## CALIFORNIA POLYTECHNIC STATE UNIVERSITY

Computer Engineering Program

CPE 315 Computer Architecture Sample Final

## Final Exam

Name:

| Question | Points | Score |
|----------|--------|-------|
| 1        | 25     |       |
| 2        | 15     |       |
| 3        | 25     |       |
| 4        | 20     |       |
| 5        | 25     |       |
| 6        | 20     |       |
| Total:   | 130    |       |

1. **Performance** You are to improve performance on an existing system based on a single-chip microprocessor having the following parameters.

| Instruction Type | % Dyn. Instructions | Cycles |
|------------------|---------------------|--------|
| Int              | 30                  | 1      |
| FP               | 40                  | 4      |
| Memory           | 20                  | 5      |
| Branch           | 10                  | 3      |

(a) (5 points) What is the average CPI?

(b) (8 points) By using an optimizing compiler, the number of FP instructions is reduced by 25% and Memory instructions by 50%. What is the new average CPI when using the optimizing compiler? Note the instruction mix is changed!

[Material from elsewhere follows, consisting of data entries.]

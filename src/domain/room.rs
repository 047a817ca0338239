//! Canonical room and channel keys.
//!
//! The two legacy socket services disagreed on room naming (`<id>` vs
//! `conversation:<id>`); this module is the single reconciled scheme.
//! [`ChannelId`] identifies a persisted message stream (chat or
//! conversation); [`RoomId`] extends it with the implicit admin broadcast
//! room that every admin connection joins on registration.

use std::fmt;

use serde::{Deserialize, Serialize};

use super::id::{ChatId, ConversationId};

/// Persistence-side identifier of a message stream.
#[derive(Debug, Clone, Copy, PartialEq, Eq, Hash, Serialize, Deserialize)]
#[serde(tag = "kind", content = "id", rename_all = "snake_case")]
pub enum ChannelId {
    /// A support chat session.
    Chat(ChatId),
    /// A lightweight conversation.
    Conversation(ConversationId),
}

impl ChannelId {
    /// Returns the broadcast room backing this channel.
    #[must_use]
    pub const fn room(self) -> RoomId {
        match self {
            Self::Chat(id) => RoomId::Chat(id),
            Self::Conversation(id) => RoomId::Conversation(id),
        }
    }

    /// Returns the inner [`uuid::Uuid`] regardless of variant.
    #[must_use]
    pub const fn as_uuid(&self) -> &uuid::Uuid {
        match self {
            Self::Chat(id) => id.as_uuid(),
            Self::Conversation(id) => id.as_uuid(),
        }
    }
}

impl fmt::Display for ChannelId {
    fn fmt(&self, f: &mut fmt::Formatter<'_>) -> fmt::Result {
        match self {
            Self::Chat(id) => write!(f, "chat:{id}"),
            Self::Conversation(id) => write!(f, "conversation:{id}"),
        }
    }
}

/// A named broadcast group of live connections.
#[derive(Debug, Clone, Copy, PartialEq, Eq, Hash)]
pub enum RoomId {
    /// Room of a support chat session.
    Chat(ChatId),
    /// Room of a lightweight conversation.
    Conversation(ConversationId),
    /// Implicit room containing every connected admin.
    Admins,
}

impl fmt::Display for RoomId {
    fn fmt(&self, f: &mut fmt::Formatter<'_>) -> fmt::Result {
        match self {
            Self::Chat(id) => write!(f, "chat:{id}"),
            Self::Conversation(id) => write!(f, "conversation:{id}"),
            Self::Admins => write!(f, "admins"),
        }
    }
}

#[cfg(test)]
#[allow(clippy::panic)]
mod tests {
    use super::*;

    #[test]
    fn channel_room_round_trip() {
        let chat = ChatId::new();
        assert_eq!(ChannelId::Chat(chat).room(), RoomId::Chat(chat));

        let convo = ConversationId::new();
        assert_eq!(
            ChannelId::Conversation(convo).room(),
            RoomId::Conversation(convo)
        );
    }

    #[test]
    fn room_keys_are_canonical() {
        let chat = ChatId::new();
        assert_eq!(format!("{}", RoomId::Chat(chat)), format!("chat:{chat}"));

        let convo = ConversationId::new();
        assert_eq!(
            format!("{}", RoomId::Conversation(convo)),
            format!("conversation:{convo}")
        );
        assert_eq!(format!("{}", RoomId::Admins), "admins");
    }

    #[test]
    fn channel_serde_is_tagged() {
        let chat = ChatId::new();
        let json = serde_json::to_value(ChannelId::Chat(chat)).ok();
        let Some(json) = json else {
            panic!("serialization failed");
        };
        assert_eq!(json.get("kind").and_then(|v| v.as_str()), Some("chat"));
        assert_eq!(
            json.get("id").and_then(|v| v.as_str()),
            Some(chat.to_string().as_str())
        );
    }
}
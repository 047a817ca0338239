//! Notification handlers: create, list, read-toggle, delete.

use axum::extract::{Path, State};
use axum::http::StatusCode;
use axum::response::IntoResponse;
use axum::routing::{delete, patch, post};
use axum::{Json, Router};

use crate::api::dto::{CreateNotificationRequest, NotificationDto};
use crate::app_state::AppState;
use crate::auth::AccessClaims;
use crate::domain::{IdentityId, NotificationId, Role};
use crate::error::{ErrorResponse, GatewayError};

fn require_admin(role: Role) -> Result<(), GatewayError> {
    if role.is_admin() {
        Ok(())
    } else {
        Err(GatewayError::Forbidden(
            "only admins can manage notifications".to_string(),
        ))
    }
}

/// `POST /notifications` — Broadcast a notification to all users.
///
/// # Errors
///
/// Returns [`GatewayError::Forbidden`] for non-admin callers and
/// [`GatewayError::Validation`] for missing fields.
#[utoipa::path(
    post,
    path = "/api/v1/notifications",
    tag = "Notifications",
    summary = "Broadcast a notification",
    request_body = CreateNotificationRequest,
    responses(
        (status = 201, description = "Notification created", body = NotificationDto),
        (status = 400, description = "Missing title or description", body = ErrorResponse),
        (status = 403, description = "Caller is not an admin", body = ErrorResponse),
    )
)]
pub async fn create_broadcast(
    State(state): State<AppState>,
    claims: AccessClaims,
    Json(req): Json<CreateNotificationRequest>,
) -> Result<impl IntoResponse, GatewayError> {
    require_admin(claims.role)?;
    let notification = state
        .notification_service
        .broadcast(&req.title, &req.description)
        .await?;
    Ok((StatusCode::CREATED, Json(NotificationDto::from(&notification))))
}

/// `POST /notifications/user/:user_id` — Notify a single user.
///
/// # Errors
///
/// Returns [`GatewayError::Forbidden`] for non-admin callers and
/// [`GatewayError::Validation`] for missing fields.
#[utoipa::path(
    post,
    path = "/api/v1/notifications/user/{user_id}",
    tag = "Notifications",
    summary = "Notify a user",
    params(
        ("user_id" = uuid::Uuid, Path, description = "Target user UUID"),
    ),
    request_body = CreateNotificationRequest,
    responses(
        (status = 201, description = "Notification created", body = NotificationDto),
        (status = 400, description = "Missing title or description", body = ErrorResponse),
        (status = 403, description = "Caller is not an admin", body = ErrorResponse),
    )
)]
pub async fn create_targeted(
    State(state): State<AppState>,
    claims: AccessClaims,
    Path(user_id): Path<uuid::Uuid>,
    Json(req): Json<CreateNotificationRequest>,
) -> Result<impl IntoResponse, GatewayError> {
    require_admin(claims.role)?;
    let notification = state
        .notification_service
        .send_to_user(IdentityId::from_uuid(user_id), &req.title, &req.description)
        .await?;
    Ok((StatusCode::CREATED, Json(NotificationDto::from(&notification))))
}

/// `GET /notifications` — All notifications, newest first (admin view).
///
/// # Errors
///
/// Returns [`GatewayError::Forbidden`] for non-admin callers.
#[utoipa::path(
    get,
    path = "/api/v1/notifications",
    tag = "Notifications",
    summary = "List all notifications",
    responses(
        (status = 200, description = "All notifications", body = Vec<NotificationDto>),
        (status = 403, description = "Caller is not an admin", body = ErrorResponse),
    )
)]
pub async fn list_all(
    State(state): State<AppState>,
    claims: AccessClaims,
) -> Result<impl IntoResponse, GatewayError> {
    require_admin(claims.role)?;
    let notifications = state.notification_service.all().await?;
    Ok(Json(
        notifications
            .iter()
            .map(NotificationDto::from)
            .collect::<Vec<_>>(),
    ))
}

/// `GET /notifications/user/:user_id` — Notifications visible to a user.
///
/// # Errors
///
/// Returns [`GatewayError::Forbidden`] unless the caller is the user
/// themselves or an admin.
#[utoipa::path(
    get,
    path = "/api/v1/notifications/user/{user_id}",
    tag = "Notifications",
    summary = "Notifications for a user",
    params(
        ("user_id" = uuid::Uuid, Path, description = "User UUID"),
    ),
    responses(
        (status = 200, description = "Targeted and broadcast notifications", body = Vec<NotificationDto>),
        (status = 403, description = "Not the user or an admin", body = ErrorResponse),
    )
)]
pub async fn list_for_user(
    State(state): State<AppState>,
    claims: AccessClaims,
    Path(user_id): Path<uuid::Uuid>,
) -> Result<impl IntoResponse, GatewayError> {
    let user = IdentityId::from_uuid(user_id);
    if !claims.role.is_admin() && claims.sub != user {
        return Err(GatewayError::Forbidden(
            "you can only read your own notifications".to_string(),
        ));
    }
    let notifications = state.notification_service.for_user(user).await?;
    Ok(Json(
        notifications
            .iter()
            .map(NotificationDto::from)
            .collect::<Vec<_>>(),
    ))
}

/// `PATCH /notifications/:id/read` — Toggle the read flag.
///
/// # Errors
///
/// Returns [`GatewayError::NotFound`] for an unknown notification.
#[utoipa::path(
    patch,
    path = "/api/v1/notifications/{id}/read",
    tag = "Notifications",
    summary = "Toggle read state",
    params(
        ("id" = uuid::Uuid, Path, description = "Notification UUID"),
    ),
    responses(
        (status = 200, description = "Updated notification", body = NotificationDto),
        (status = 404, description = "Notification not found", body = ErrorResponse),
    )
)]
pub async fn toggle_read(
    State(state): State<AppState>,
    _claims: AccessClaims,
    Path(id): Path<uuid::Uuid>,
) -> Result<impl IntoResponse, GatewayError> {
    let notification = state
        .notification_service
        .toggle_read(NotificationId::from_uuid(id))
        .await?;
    Ok(Json(NotificationDto::from(&notification)))
}

/// `DELETE /notifications/:id` — Delete a notification (admin only).
///
/// # Errors
///
/// Returns [`GatewayError::Forbidden`] for non-admin callers and
/// [`GatewayError::NotFound`] for an unknown notification.
#[utoipa::path(
    delete,
    path = "/api/v1/notifications/{id}",
    tag = "Notifications",
    summary = "Delete a notification",
    params(
        ("id" = uuid::Uuid, Path, description = "Notification UUID"),
    ),
    responses(
        (status = 204, description = "Notification deleted"),
        (status = 403, description = "Caller is not an admin", body = ErrorResponse),
        (status = 404, description = "Notification not found", body = ErrorResponse),
    )
)]
pub async fn delete_notification(
    State(state): State<AppState>,
    claims: AccessClaims,
    Path(id): Path<uuid::Uuid>,
) -> Result<impl IntoResponse, GatewayError> {
    require_admin(claims.role)?;
    state
        .notification_service
        .delete(NotificationId::from_uuid(id))
        .await?;
    Ok(StatusCode::NO_CONTENT)
}

/// Notification routes.
pub fn routes() -> Router<AppState> {
    Router::new()
        .route("/notifications", post(create_broadcast).get(list_all))
        .route(
            "/notifications/user/{user_id}",
            post(create_targeted).get(list_for_user),
        )
        .route("/notifications/{id}/read", patch(toggle_read))
        .route("/notifications/{id}", delete(delete_notification))
}
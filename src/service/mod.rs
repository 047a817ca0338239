//! Service layer: orchestration over the store, gateway, and dispatcher.
//!
//! Every mutation follows the same pattern: validate → load → transition →
//! persist → dispatch → return. Services never write responses; handlers
//! translate the typed errors at the edge.

pub mod chat;
pub mod conversation;
pub mod notification;

pub use chat::ChatService;
pub use conversation::ConversationService;
pub use notification::NotificationService;
//! Owned background tasks with cooperative cancellation.

use std::future::Future;
use std::sync::{Mutex, PoisonError};
use tokio::task::JoinSet;
use tokio_util::sync::CancellationToken;

/// Set of background tasks sharing one cancellation token.
///
/// Every task races the token, so [`TaskPool::shutdown`] stops loops at
/// their next await point. Panics inside a task are logged when the task is
/// reaped.
#[derive(Debug, Default)]
pub struct TaskPool {
    token: CancellationToken,
    tasks: Mutex<JoinSet<()>>,
}

impl TaskPool {
    pub fn new() -> Self {
        Self::default()
    }

    /// Spawns `future` unless the pool is shut down. Returns whether the
    /// task was started.
    pub fn spawn<F>(&self, label: &'static str, future: F) -> bool
    where
        F: Future<Output = ()> + Send + 'static,
    {
        if self.token.is_cancelled() {
            log::debug!("task pool closed, not starting {label}");
            return false;
        }
        let token = self.token.clone();
        let mut tasks = self.tasks.lock().unwrap_or_else(PoisonError::into_inner);
        while let Some(finished) = tasks.try_join_next() {
            if let Err(err) = finished {
                if err.is_panic() {
                    log::error!("background task panicked: {err}");
                }
            }
        }
        tasks.spawn(async move {
            tokio::select! {
                _ = token.cancelled() => log::trace!("{label} cancelled"),
                _ = future => log::trace!("{label} finished"),
            }
        });
        true
    }

    /// Token cancelled together with the pool, for loops that need to
    /// observe shutdown themselves.
    pub fn child_token(&self) -> CancellationToken {
        self.token.child_token()
    }

    pub fn is_shut_down(&self) -> bool {
        self.token.is_cancelled()
    }

    pub fn len(&self) -> usize {
        self.tasks
            .lock()
            .unwrap_or_else(PoisonError::into_inner)
            .len()
    }

    pub fn is_empty(&self) -> bool {
        self.len() == 0
    }

    /// Cancels every task and waits until all of them are gone.
    pub async fn shutdown(&self) {
        self.token.cancel();
        let mut tasks = std::mem::take(&mut *self.tasks.lock().unwrap_or_else(PoisonError::into_inner));
        tasks.abort_all();
        while let Some(finished) = tasks.join_next().await {
            if let Err(err) = finished {
                if err.is_panic() {
                    log::error!("background task panicked: {err}");
                }
            }
        }
    }
}

#[cfg(test)]
mod tests {
    use super::TaskPool;
    use std::sync::atomic::{AtomicUsize, Ordering};
    use std::sync::Arc;
    use std::time::Duration;

    #[tokio::test(start_paused = true)]
    async fn shutdown_stops_running_loops() {
        let pool = TaskPool::new();
        let ticks = Arc::new(AtomicUsize::new(0));
        let counter = ticks.clone();
        assert!(pool.spawn("ticker", async move {
            loop {
                counter.fetch_add(1, Ordering::SeqCst);
                tokio::time::sleep(Duration::from_secs(1)).await;
            }
        }));

        tokio::time::sleep(Duration::from_millis(2500)).await;
        pool.shutdown().await;
        let seen = ticks.load(Ordering::SeqCst);
        assert!(seen >= 1);

        tokio::time::sleep(Duration::from_secs(5)).await;
        assert_eq!(ticks.load(Ordering::SeqCst), seen);
        assert!(pool.is_empty());
        assert!(pool.child_token().is_cancelled());
    }

    #[tokio::test]
    async fn refuses_tasks_after_shutdown() {
        let pool = TaskPool::new();
        pool.shutdown().await;
        assert!(pool.is_shut_down());
        assert!(!pool.spawn("late", async {}));
    }
}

(c) (5 points) How much speedup do you expect from using the optimizing compiler in Part (b) compared to the unoptimized version in Part (a)?

(d) (7 points) If the Memory unit can be made twice as fast, what is the speedup of this program (the clock speed is unchanged) compared to the original (non-optimized, Part (a)) version of the code? *Hint: Use Amdahl's Law, and*  $F \neq 20\%$ .

2. (15 points) **ARM ISA and Register Conventions** Write the equivalent ARM Thumb code for the C function below. You must follow correct ARM register usage convention. You should not make any assumptions about the functions func1 and func2 other than they also follow correct register usage convention. Your solution may only use registers \$r0-\$r7, \$1r and \$pc, and should be less than 25 instructions. Comment your code to receive full credit. Specifically, describe what each register you use represents.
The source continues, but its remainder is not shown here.